**WORK REQUEST:** Read through the lines below and copy the ones holding the string "decimal".

**THE INPUT:**
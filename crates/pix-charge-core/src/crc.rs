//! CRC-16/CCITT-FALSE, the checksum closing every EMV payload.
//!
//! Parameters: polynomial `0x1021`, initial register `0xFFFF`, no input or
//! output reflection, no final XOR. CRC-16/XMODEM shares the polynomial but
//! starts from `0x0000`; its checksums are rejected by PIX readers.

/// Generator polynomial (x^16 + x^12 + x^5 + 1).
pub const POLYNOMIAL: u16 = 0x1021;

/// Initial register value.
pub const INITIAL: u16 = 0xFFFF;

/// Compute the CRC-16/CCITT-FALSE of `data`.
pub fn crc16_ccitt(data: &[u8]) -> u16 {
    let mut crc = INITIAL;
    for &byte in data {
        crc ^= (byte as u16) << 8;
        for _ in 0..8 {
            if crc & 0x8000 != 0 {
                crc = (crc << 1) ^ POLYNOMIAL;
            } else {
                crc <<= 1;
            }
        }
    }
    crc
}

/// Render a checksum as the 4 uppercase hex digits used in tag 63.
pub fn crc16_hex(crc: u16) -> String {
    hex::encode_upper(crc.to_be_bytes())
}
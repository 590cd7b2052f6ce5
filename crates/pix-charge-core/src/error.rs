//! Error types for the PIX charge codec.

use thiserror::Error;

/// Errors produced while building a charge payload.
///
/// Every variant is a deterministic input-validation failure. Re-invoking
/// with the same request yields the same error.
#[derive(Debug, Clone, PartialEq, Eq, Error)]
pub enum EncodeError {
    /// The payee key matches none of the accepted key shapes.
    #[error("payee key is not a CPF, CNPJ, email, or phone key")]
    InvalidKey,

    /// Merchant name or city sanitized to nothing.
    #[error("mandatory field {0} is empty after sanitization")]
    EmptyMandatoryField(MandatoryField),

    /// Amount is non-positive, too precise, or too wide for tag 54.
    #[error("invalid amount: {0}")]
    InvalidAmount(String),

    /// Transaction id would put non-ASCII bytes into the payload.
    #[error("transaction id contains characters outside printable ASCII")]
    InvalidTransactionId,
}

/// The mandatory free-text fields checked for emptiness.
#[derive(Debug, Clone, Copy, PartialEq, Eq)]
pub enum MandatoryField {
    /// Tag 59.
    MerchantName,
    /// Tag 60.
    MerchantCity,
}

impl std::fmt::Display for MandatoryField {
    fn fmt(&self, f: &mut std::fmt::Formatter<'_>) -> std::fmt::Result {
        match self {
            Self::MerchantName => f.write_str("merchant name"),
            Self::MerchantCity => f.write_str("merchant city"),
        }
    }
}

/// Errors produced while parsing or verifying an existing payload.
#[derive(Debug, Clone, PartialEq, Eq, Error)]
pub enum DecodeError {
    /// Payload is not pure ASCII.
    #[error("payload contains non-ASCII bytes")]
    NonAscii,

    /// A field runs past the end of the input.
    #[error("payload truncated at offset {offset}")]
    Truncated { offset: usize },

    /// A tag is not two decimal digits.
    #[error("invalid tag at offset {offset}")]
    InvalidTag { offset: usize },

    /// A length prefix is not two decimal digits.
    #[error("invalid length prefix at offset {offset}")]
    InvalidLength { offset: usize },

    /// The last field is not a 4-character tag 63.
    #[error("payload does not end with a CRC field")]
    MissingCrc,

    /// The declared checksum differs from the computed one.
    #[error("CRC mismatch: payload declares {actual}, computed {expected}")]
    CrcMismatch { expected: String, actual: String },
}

**FINISHED TASK:**
    /// A tag is not two decimal digits.
    /// A length prefix is not two decimal digits.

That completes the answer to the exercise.